Duplicate Content

What is duplicate content in SEO? Duplicate content occurs when there is the exact same (or very similar) content appearing in multiple places on a website.
There are several SEO issues that can occur when a website has duplicate content, including crawl budget issues, search engine indexing issues, index bloat, keyword cannibalization, and canonical tag issues.
Our SEO Office Hours recaps below compile best practices Google has recommended for websites dealing with duplicate content issues.
(See our full guide to duplicate content for even more actionable tips on how SEOs can address duplicate content issues.)

Unless locations have unique content offerings, separate pages are not recommended

December 6, 2021 Source

When asked about whether to canonicalize so-called ‘doorway pages’, John was keen to stress that there’s no one solution that fits every situation. The example given was a site that has separate pages for ‘piano lessons birmingham’ and ‘piano lessons london’. If there’s something unique about the offerings in each city, it’s generally fine to have separate URLs. If the information on both is the same, it’s recommended to consider folding these into one ‘stronger’ page, rather than diluting signals across multiple near-identical ones. You could also consider a mix of the two approaches if there’s a stand-out, unique element in one of those locations.

Make sure important content is not found only on canonicalized pages

November 17, 2021 Source

John answered a question about whether duplicate content that appears in some form on both the canonicalized page and the canonical page needs to match. He replied that they don’t need to have the exact same content. With a canonical tag, Google will try to index the canonical page that was specified. If there is any unique content on the non-canonical pages then it won’t be indexed. So make sure that any content that is critical from canonicalized pages is also on the canonical page.

The URL parameter tool does not prevent pages from being crawled

October 30, 2021 Source

John explained that any URLs set to be ignored within the URL Parameter tool may still be crawled, albeit at a much slower rate. Parameter rules set in the tool can also help Google to make decisions on which canonical tags should be followed.

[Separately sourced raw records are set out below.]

//! STARTTLS upgrade of an existing connection
//!
//! The disguise handshake hands its plain TCP stream to a [`StartTls`]
//! implementation and continues on whatever stream comes back. The rustls
//! implementations below wrap the same socket in place; no new connection
//! is made.

use super::TransportError;
use async_trait::async_trait;
use rustls::client::danger::{HandshakeSignatureValid, ServerCertVerified, ServerCertVerifier};
use rustls::crypto::{ring as ring_provider, CryptoProvider};
use rustls::pki_types::{CertificateDer, PrivateKeyDer, ServerName, UnixTime};
use rustls::{ClientConfig, DigitallySignedStruct, RootCertStore, ServerConfig, SignatureScheme};
use std::path::Path;
use std::sync::Arc;
use tokio::io::{AsyncRead, AsyncWrite};
use tokio_rustls::{TlsAcceptor, TlsConnector};
use tracing::{info, warn};

/// Upgrades a plain stream to TLS after the STARTTLS exchange
#[async_trait]
pub trait StartTls<S>: Send + Sync
where
    S: AsyncRead + AsyncWrite + Unpin + Send + 'static,
{
    type Output: AsyncRead + AsyncWrite + Unpin + Send + 'static;

    async fn upgrade(&self, stream: S) -> Result<Self::Output, TransportError>;
}

/// Server side of the upgrade
#[derive(Clone)]
pub struct TlsServerUpgrade {
    acceptor: TlsAcceptor,
}

impl TlsServerUpgrade {
    pub fn new(config: Arc<ServerConfig>) -> Self {
        Self {
            acceptor: TlsAcceptor::from(config),
        }
    }
}

#[async_trait]
impl<S> StartTls<S> for TlsServerUpgrade
where
    S: AsyncRead + AsyncWrite + Unpin + Send + 'static,
{
    type Output = tokio_rustls::server::TlsStream<S>;

    async fn upgrade(&self, stream: S) -> Result<Self::Output, TransportError> {
        self.acceptor
            .accept(stream)
            .await
            .map_err(|e| TransportError::Tls(e.to_string()))
    }
}

/// Client side of the upgrade
#[derive(Clone)]
pub struct TlsClientUpgrade {
    connector: TlsConnector,
    server_name: ServerName<'static>,
}

impl TlsClientUpgrade {
    pub fn new(config: Arc<ClientConfig>, server_host: &str) -> Result<Self, TransportError> {
        let server_name = ServerName::try_from(server_host.to_string())
            .map_err(|e| TransportError::Tls(format!("Invalid server name '{}': {}", server_host, e)))?;

        Ok(Self {
            connector: TlsConnector::from(config),
            server_name,
        })
    }
}

#[async_trait]
impl<S> StartTls<S> for TlsClientUpgrade
where
    S: AsyncRead + AsyncWrite + Unpin + Send + 'static,
{
    type Output = tokio_rustls::client::TlsStream<S>;

    async fn upgrade(&self, stream: S) -> Result<Self::Output, TransportError> {
        self.connector
            .connect(self.server_name.clone(), stream)
            .await
            .map_err(|e| TransportError::Tls(e.to_string()))
    }
}

/// Load PEM certificates
pub fn load_certs(path: impl AsRef<Path>) -> Result<Vec<CertificateDer<'static>>, TransportError> {
    let path = path.as_ref();
    let file = std::fs::File::open(path).map_err(|e| {
        TransportError::Certificate(format!("Failed to open cert file {}: {}", path.display(), e))
    })?;
    let mut reader = std::io::BufReader::new(file);

    let certs: Vec<_> = rustls_pemfile::certs(&mut reader)
        .collect::<Result<Vec<_>, _>>()
        .map_err(|e| TransportError::Certificate(format!("Failed to parse PEM certificates: {}", e)))?;
    if certs.is_empty() {
        return Err(TransportError::Certificate(format!(
            "No certificates found in {}",
            path.display()
        )));
    }

    info!("Loaded {} certificate(s) from {}", certs.len(), path.display());
    Ok(certs)
}

/// Load a PEM private key
pub fn load_private_key(path: impl AsRef<Path>) -> Result<PrivateKeyDer<'static>, TransportError> {
    let path = path.as_ref();
    let file = std::fs::File::open(path).map_err(|e| {
        TransportError::Certificate(format!("Failed to open key file {}: {}", path.display(), e))
    })?;
    let mut reader = std::io::BufReader::new(file);

    rustls_pemfile::private_key(&mut reader)
        .map_err(|e| TransportError::Certificate(format!("Failed to parse PEM private key: {}", e)))?
        .ok_or_else(|| TransportError::Certificate(format!("No private key found in {}", path.display())))
}

/// Server TLS configuration from certificate and key files
pub fn server_tls_config(
    cert_file: impl AsRef<Path>,
    key_file: impl AsRef<Path>,
) -> Result<Arc<ServerConfig>, TransportError> {
    let certs = load_certs(cert_file)?;
    let key = load_private_key(key_file)?;

    let config = ServerConfig::builder_with_provider(Arc::new(ring_provider::default_provider()))
        .with_safe_default_protocol_versions()
        .map_err(|e| TransportError::Tls(e.to_string()))?
        .with_no_client_auth()
        .with_single_cert(certs, key)
        .map_err(|e| TransportError::Tls(e.to_string()))?;

    Ok(Arc::new(config))
}

/// Client TLS configuration
///
/// With a CA file the server certificate is verified against it; without
/// one any certificate is accepted.
pub fn client_tls_config(ca_file: Option<&Path>) -> Result<Arc<ClientConfig>, TransportError> {
    let provider = Arc::new(ring_provider::default_provider());
    let builder = ClientConfig::builder_with_provider(Arc::clone(&provider))
        .with_safe_default_protocol_versions()
        .map_err(|e| TransportError::Tls(e.to_string()))?;

    let config = match ca_file {
        Some(path) => {
            let mut roots = RootCertStore::empty();
            for cert in load_certs(path)? {
                roots
                    .add(cert)
                    .map_err(|e| TransportError::Certificate(e.to_string()))?;
            }
            builder.with_root_certificates(roots).with_no_client_auth()
        }
        None => {
            warn!("No CA certificate configured, server certificate will not be verified");
            builder
                .dangerous()
                .with_custom_certificate_verifier(Arc::new(AcceptAnyCert(provider)))
                .with_no_client_auth()
        }
    };

    Ok(Arc::new(config))
}

/// Verifier that checks handshake signatures but trusts any certificate
#[derive(Debug)]
struct AcceptAnyCert(Arc<CryptoProvider>);

impl ServerCertVerifier for AcceptAnyCert {
    fn verify_server_cert(
        &self,
        _end_entity: &CertificateDer<'_>,
        _intermediates: &[CertificateDer<'_>],
        _server_name: &ServerName<'_>,
        _ocsp_response: &[u8],
        _now: UnixTime,
    ) -> Result<ServerCertVerified, rustls::Error> {
        Ok(ServerCertVerified::assertion())
    }

    fn verify_tls12_signature(
        &self,
        message: &[u8],
        cert: &CertificateDer<'_>,
        dss: &DigitallySignedStruct,
    ) -> Result<HandshakeSignatureValid, rustls::Error> {
        rustls::crypto::verify_tls12_signature(
            message,
            cert,
            dss,
            &self.0.signature_verification_algorithms,
        )
    }

    fn verify_tls13_signature(
        &self,
        message: &[u8],
        cert: &CertificateDer<'_>,
        dss: &DigitallySignedStruct,
    ) -> Result<HandshakeSignatureValid, rustls::Error> {
        rustls::crypto::verify_tls13_signature(
            message,
            cert,
            dss,
            &self.0.signature_verification_algorithms,
        )
    }

    fn supported_verify_schemes(&self) -> Vec<SignatureScheme> {
        self.0.signature_verification_algorithms.supported_schemes()
    }
}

FAQ Content Should be Specific to Each Page

March 20, 2020 Source

Content you provide in an FAQs section should be specific to each individual page and not copied across multiple pages.

Duplicated Same Language Content for Different Countries May Not be Indexed but Can Show in Search Results

February 21, 2020 Source

If you have same language content for different countries, Google will see them as duplicated and fold them together for indexing, but unfold them in search results.

Technical Issues Can Cause Content to be Indexed on Scraper Sites Before Original Site

January 7, 2020 Source

If content on scraper sites is appearing in the index from those sites before the original site, this could be due to technical issues on the original site. For example, Googlebot might not be able to find main hub pages or category pages or may be getting stuck in crawl traps by following excess parameter URLs.

Google’s Algorithms Should be Able to Detect & Prioritize Original Content From Near Duplicate Versions

October 29, 2019 Source

Google’s algorithms will ideally be able to detect spun content which has been rewritten from another source and see the original content as more valuable.

Having Multiple Pages for Different Product Variations Isn’t a Problem

July 26, 2019 Source

John recommends two approaches for products with multiple variations, either ensure each individual page is indexed or have one main product page with each variation option available. The best method depends on the size of the site and the uniqueness of each variation.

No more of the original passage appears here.